At the 1990 Los Angeles Auto Show, General Motors revealed an electric concept car: the Impact. Because of the name, you could hear comments like, “What’s next, the Ford Whiplash?” General Motors announced at the same time how the Impact would become a vehicle for the mass market. The California Air Resources Board realized this new generation of electric vehicles could solve the state’s problem with pollution. The same year, they passed the Zero-Emission Vehicle mandate. It said that if a car manufacturer wanted to sell cars in California, some cars must be free from exhaust. California was a large market, so the car manufacturers didn’t have any other choice than to begin selling electric cars.330

The Impact evolved into the EV1 [Electric Vehicle 1]. It became the first modern mass produced electric car – 1 117 were manufactured between 1996 and 1999. The EV1 had two seats, a futuristic shape where the rear wheels were almost covered, it was developed in California, and was supposed to be the first in a series of electric vehicles. The next car in the series would be called EV2, the next EV3, and so on. “This is going to represent a great step forward for people in terms of commuting to work, from work, if you don’t have to go more than 120 miles [190 km] a day,” the CEO of General Motors explained when he introduced the car.

Several celebrities enjoyed driving the EV1. The only sound they could hear from the car was a slight hum and the quiet clicks from the brakes. Because there was no lag between pedal and power, the EV1 owner and actor, Mel Gibson, thought he drove the same car as the superhero Batman. “With no gears to complicate acceleration, you get that launched sort of feeling, a childish giddiness called the EV smile,” a driver said.330

Another famous EV1 driver was Alexandra Paul, who played a lifeguard in the television series Baywatch. “Mine [EV1] was forest green, got 70 miles [113 km] on a charge, and handled like a Porsche,” she said. “A couple years later, improved battery technology in the EV1 allowed me to get 100 miles to a charge and then 120 miles to a charge. It was my only vehicle, and served 95 percent of my driving needs. When I needed to go farther, I borrowed a Toyota Prius.”
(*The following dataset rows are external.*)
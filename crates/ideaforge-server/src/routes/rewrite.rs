use anyhow::Context;
use axum::extract::State;
use axum::Json;
use ideaforge_core::extract::parse_model_json;
use ideaforge_core::prompts;
use ideaforge_llm::{Generate, Prompt};

use super::{required, required_value};
use crate::error::AppError;
use crate::extract::ApiJson;
use crate::state::AppState;

#[derive(serde::Deserialize)]
#[serde(rename_all = "camelCase")]
pub struct RewriteBody {
    #[serde(default)]
    pub item_type: Option<String>,
    #[serde(default)]
    pub item: Option<serde_json::Value>,
    #[serde(default)]
    pub feedback: Option<String>,
    #[serde(default)]
    pub model: Option<String>,
}

/// POST /api/rewrite-item — the item regenerated from user feedback, in the
/// same JSON shape it was sent in.
pub async fn rewrite_item(
    State(app): State<AppState>,
    ApiJson(body): ApiJson<RewriteBody>,
) -> Result<Json<serde_json::Value>, AppError> {
    let rewritten = async {
        let item_type = required(body.item_type, "itemType")?;
        let item = required_value(body.item, "item")?;
        let feedback = required(body.feedback, "feedback")?;
        let model = required(body.model, "model")?;

        let provider = app.providers.resolve(&model)?;
        let prompt = Prompt::new(prompts::rewrite(&item_type, &item, &feedback))
            .expect_json()
            .with_temperature(0.7);
        let text = provider.generate(&prompt).await?;
        Ok::<_, anyhow::Error>(parse_model_json(&text)?)
    }
    .await
    .context("Failed to rewrite item")?;

    Ok(Json(rewritten))
}
//! Anthropic Messages API.

use crate::error::ProviderError;
use crate::provider::{send_json, Generate, ProviderKind};
use crate::types::{AnthropicRequest, AnthropicResponse, ChatMessage, Prompt};
use crate::Result;

const KIND: ProviderKind = ProviderKind::Anthropic;

#[derive(Debug, Clone)]
pub struct AnthropicAdapter {
    http: reqwest::Client,
    base_url: String,
    api_key: String,
    model: String,
    version: String,
    max_tokens: u32,
}

impl AnthropicAdapter {
    pub fn new(http: reqwest::Client, base_url: &str, api_key: &str, model: &str) -> Self {
        Self {
            http,
            base_url: base_url.trim_end_matches('/').to_string(),
            api_key: api_key.to_string(),
            model: model.to_string(),
            version: "2023-06-01".to_string(),
            max_tokens: 4000,
        }
    }

    #[must_use]
    pub fn with_version(mut self, version: &str) -> Self {
        self.version = version.to_string();
        self
    }

    #[must_use]
    pub fn with_max_tokens(mut self, max_tokens: u32) -> Self {
        self.max_tokens = max_tokens;
        self
    }

    pub fn model(&self) -> &str {
        &self.model
    }
}

impl Generate for AnthropicAdapter {
    async fn generate(&self, prompt: &Prompt) -> Result<String> {
        let body = AnthropicRequest {
            model: &self.model,
            max_tokens: self.max_tokens,
            system: prompt.system.as_deref(),
            messages: vec![ChatMessage { role: "user", content: &prompt.text }],
            temperature: prompt.temperature,
        };
        let request = self
            .http
            .post(format!("{}/messages", self.base_url))
            .header("x-api-key", &self.api_key)
            .header("anthropic-version", &self.version)
            .json(&body);
        let response: AnthropicResponse = send_json(KIND, request).await?;
        response
            .into_text()
            .ok_or_else(|| ProviderError::missing(KIND, "content[0].text"))
    }
}
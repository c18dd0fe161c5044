use ideaforge_core::config::Config;
use ideaforge_core::jira::JiraClient;
use ideaforge_core::ForgeError;
use ideaforge_llm::{ProviderRegistry, RegistryConfig};
use std::sync::Arc;
use std::time::Duration;

/// Shared application state passed to all route handlers.
///
/// Read-only after construction: handlers share the HTTP connection pool and
/// configuration but no per-request data.
#[derive(Clone)]
pub struct AppState {
    pub config: Arc<Config>,
    pub providers: ProviderRegistry,
    jira: Option<JiraClient>,
}

impl AppState {
    pub fn new(config: Config) -> anyhow::Result<Self> {
        let http = reqwest::Client::builder()
            .user_agent(concat!("ideaforge/", env!("CARGO_PKG_VERSION")))
            .timeout(Duration::from_secs(config.server.request_timeout_secs))
            .build()?;

        let providers = ProviderRegistry::new(
            http.clone(),
            RegistryConfig {
                local_base_url: config.local.base_url.clone(),
                openai_base_url: config.openai.base_url.clone(),
                openai_api_key: config.openai.api_key.clone(),
                anthropic_base_url: config.anthropic.base_url.clone(),
                anthropic_api_key: config.anthropic.api_key.clone(),
                anthropic_version: config.anthropic.version.clone(),
                anthropic_max_tokens: config.anthropic.max_tokens,
            },
        );

        // Missing Jira credentials only fail the Jira endpoints.
        let jira = JiraClient::from_config(http, &config.jira).ok();
        if jira.is_none() {
            tracing::warn!("Jira credentials not set; Jira endpoints will return errors");
        }

        Ok(Self {
            config: Arc::new(config),
            providers,
            jira,
        })
    }

    pub fn jira(&self) -> Result<&JiraClient, ForgeError> {
        self.jira.as_ref().ok_or(ForgeError::NotConfigured("Jira"))
    }
}

#[cfg(test)]
mod tests {
    use super::*;

    #[test]
    fn jira_is_optional() {
        let state = AppState::new(Config::default()).unwrap();
        assert!(matches!(
            state.jira().unwrap_err(),
            ForgeError::NotConfigured("Jira")
        ));
    }

    #[test]
    fn jira_client_built_from_credentials() {
        let mut config = Config::default();
        config.jira.base_url = Some("https://acme.atlassian.net".into());
        config.jira.email = Some("pm@acme.io".into());
        config.jira.api_token = Some("tok".into());
        let state = AppState::new(config).unwrap();
        assert!(state.jira().is_ok());
    }
}
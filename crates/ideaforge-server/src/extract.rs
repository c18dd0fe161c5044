use axum::extract::rejection::{JsonRejection, QueryRejection};
use axum::extract::{FromRequest, FromRequestParts, Query, Request};
use axum::http::request::Parts;
use axum::Json;

use crate::error::AppError;

/// `Json<T>` whose rejection is rendered like every other [`AppError`]
/// instead of axum's plain-text 4xx.
pub struct ApiJson<T>(pub T);

impl<S, T> FromRequest<S> for ApiJson<T>
where
    Json<T>: FromRequest<S, Rejection = JsonRejection>,
    S: Send + Sync,
{
    type Rejection = AppError;

    async fn from_request(req: Request, state: &S) -> Result<Self, Self::Rejection> {
        match Json::<T>::from_request(req, state).await {
            Ok(Json(value)) => Ok(ApiJson(value)),
            Err(rejection) => Err(AppError(
                anyhow::anyhow!(rejection.body_text()).context("Invalid request body"),
            )),
        }
    }
}

/// `Query<T>` with the same error rendering as [`ApiJson`].
pub struct ApiQuery<T>(pub T);

impl<S, T> FromRequestParts<S> for ApiQuery<T>
where
    Query<T>: FromRequestParts<S, Rejection = QueryRejection>,
    S: Send + Sync,
{
    type Rejection = AppError;

    async fn from_request_parts(parts: &mut Parts, state: &S) -> Result<Self, Self::Rejection> {
        match Query::<T>::from_request_parts(parts, state).await {
            Ok(Query(value)) => Ok(ApiQuery(value)),
            Err(rejection) => Err(AppError(
                anyhow::anyhow!(rejection.body_text()).context("Invalid query string"),
            )),
        }
    }
}
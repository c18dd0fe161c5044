use crate::output::{print_json, Table};
use anyhow::Context;
use ideaforge_core::config::Config;

pub fn run(config: Config, json: bool) -> anyhow::Result<()> {
    let projects = super::block_on(config, |app| async move {
        let client = app.jira()?;
        client
            .list_projects()
            .await
            .context("Failed to fetch Jira projects")
    })?;

    if json {
        return print_json(&projects);
    }
    if projects.is_empty() {
        println!("No Jira projects.");
        return Ok(());
    }

    let mut table = Table::new(&["KEY", "NAME", "ID"]);
    for p in projects {
        table.row(vec![p.key, p.name, p.id]);
    }
    table.print();
    Ok(())
}
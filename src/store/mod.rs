//! # Reservation Datastore
//!
//! Single-table SQLite datastore for reservation records.
//!
//! Each operation opens its own short-lived connection; there is no shared
//! pool and no transaction spanning operations. Isolation between the
//! insert and the later email-status update relies on SQLite's per-statement
//! behavior.

mod errors;
mod reservation;
mod store;

pub use errors::{StoreError, StoreResult};
pub use reservation::{Reservation, EMAIL_NOT_SENT, STATUS_PENDING};
pub use store::ReservationStore;
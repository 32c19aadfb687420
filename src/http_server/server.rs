//! # HTTP Server
//!
//! Assembles the router and serves it: reservation intake under `/reserve`,
//! a health check, and the static front-end as the fallback.

use std::net::SocketAddr;
use std::sync::Arc;

use axum::{http::StatusCode, response::IntoResponse, routing::get, Json, Router};
use serde::Serialize;
use tokio::net::TcpListener;
use tower_http::cors::{Any, CorsLayer};
use tower_http::services::ServeDir;
use tower_http::trace::TraceLayer;
use tracing::info;

use super::config::HttpServerConfig;
use super::reserve_routes::{reserve_routes, AppState};

/// HTTP server for the reservation service
pub struct HttpServer {
    config: HttpServerConfig,
    router: Router,
}

impl HttpServer {
    /// Create a server for the given configuration and shared state
    pub fn with_config(config: HttpServerConfig, state: Arc<AppState>) -> Self {
        let router = Self::build_router(&config, state);
        Self { config, router }
    }

    /// Build the combined router
    fn build_router(config: &HttpServerConfig, state: Arc<AppState>) -> Router {
        let cors = CorsLayer::new()
            .allow_origin(Any)
            .allow_methods(Any)
            .allow_headers(Any);

        Router::new()
            .merge(health_routes())
            .merge(reserve_routes(state))
            // Everything else is a read-only static file passthrough,
            // index.html included.
            .fallback_service(ServeDir::new(&config.static_dir))
            .layer(TraceLayer::new_for_http())
            .layer(cors)
    }

    /// Get the socket address
    pub fn socket_addr(&self) -> String {
        self.config.socket_addr()
    }

    /// Get the router (for testing)
    pub fn router(self) -> Router {
        self.router
    }

    /// Start the HTTP server (async)
    pub async fn start(self) -> Result<(), std::io::Error> {
        let addr: SocketAddr = self
            .config
            .socket_addr()
            .parse()
            .expect("Invalid socket address");

        info!("Babylon reservation server listening on http://{}", addr);

        let listener = TcpListener::bind(addr).await?;
        axum::serve(listener, self.router).await?;

        Ok(())
    }
}

// ==================
// Health Check
// ==================

#[derive(Debug, Serialize)]
struct HealthResponse {
    status: String,
    version: String,
}

/// Health check route
fn health_routes() -> Router {
    Router::new().route("/health", get(health_handler))
}

async fn health_handler() -> impl IntoResponse {
    let response = HealthResponse {
        status: "ok".to_string(),
        version: env!("CARGO_PKG_VERSION").to_string(),
    };

    (StatusCode::OK, Json(response))
}
//! # Reservation Record
//!
//! The single persisted entity: one row per accepted reservation request.

use chrono::Utc;
use sqlx::FromRow;
use uuid::Uuid;

/// Lifecycle status assigned at creation; nothing transitions it later
pub const STATUS_PENDING: &str = "pending";

/// Initial email status before the notification attempt completes
pub const EMAIL_NOT_SENT: &str = "not sent";

/// A persisted reservation record
#[derive(Debug, Clone, PartialEq, Eq, FromRow)]
pub struct Reservation {
    /// UUID v4, generated at creation, immutable
    pub id: String,

    /// RFC 3339 creation timestamp, set once at insert
    pub created_at: String,

    pub name: String,
    pub phone: String,
    pub email: String,

    /// Guest count, validated positive at the request boundary
    pub guests: i64,

    /// Requested date, stored as supplied
    pub date: String,

    /// Requested time of day, validated against the service window
    pub time: String,

    /// Always "pending" at creation
    pub status: String,

    /// Outcome of the most recent notification attempt
    pub email_status: String,
}

impl Reservation {
    /// Create a new pending reservation with a fresh id and timestamp
    pub fn new(
        name: impl Into<String>,
        phone: impl Into<String>,
        email: impl Into<String>,
        guests: i64,
        date: impl Into<String>,
        time: impl Into<String>,
    ) -> Self {
        Self {
            id: Uuid::new_v4().to_string(),
            created_at: Utc::now().to_rfc3339(),
            name: name.into(),
            phone: phone.into(),
            email: email.into(),
            guests,
            date: date.into(),
            time: time.into(),
            status: STATUS_PENDING.to_string(),
            email_status: EMAIL_NOT_SENT.to_string(),
        }
    }
}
Paul had previously owned two other electric cars. She had taken an interest in them ever since the oil tanker Exxon Valdez struck a reef in Alaska and 500 000 barrels of oil spilled into the sea. “I was very much on my high horse about it, until I realized that I was part of the reason that the Exxon Valdez was out there in the first place – my car needed gasoline as much as the next person’s to take me from one place to another in my daily life,” she said.379

The actor and director, Peter Horton, wanted to join the other celebrities. “I decided to go electric,” he said. “I had seen those sleek, sort of George Jetson EV1s shoot by me with surprising speed on the freeways. I thought, fine, I’ll get an EV1.” But Horton couldn’t find one. General Motors had removed them from the market.229

According to General Motors, the EV1 failed. They didn’t believe the car would bring in any profits to the company because the EV1 would never appeal to anyone else than a small group of technology enthusiasts and environmentalists. But before the car was removed from the streets, 4 000 people had written on a list how they wanted to order the EV1. General Motors called these people and began the conversation with describing the car’s limitations. So when they came to the bottom of the list, it had shrunk to 50 people. The private individuals who supported the EV1 wondered if it really was a wise idea to sell a car by describing the limitations. This is how one of the supporters recalled a discussion with General Motors:

“What’s wrong with the batteries? The ones in my car seem to work fine,” an EV1 owner asked.

“Do you know how much it costs to replace those batteries? A lot,” a General Motors representative replied.

“Yeah, but doesn’t it cost a lot to replace a transmission or an engine in a traditional car?”

“Not as much as you’d think. An engine’s only a couple hundred.”

“That’s because you mass produce them?”

“Well, that and other factors.”

“If you mass produced the batteries, wouldn’t their cost come down?”

“Yeah, but we’re not.”229

The final kill to the electric vehicle in California came when General Motors, Chrysler, and several auto dealers sued the California Air Resources Board. In April 2003, California killed the electric car mandate. They thought the batteries were not yet good enough to be a competitive alternative to the gasoline car.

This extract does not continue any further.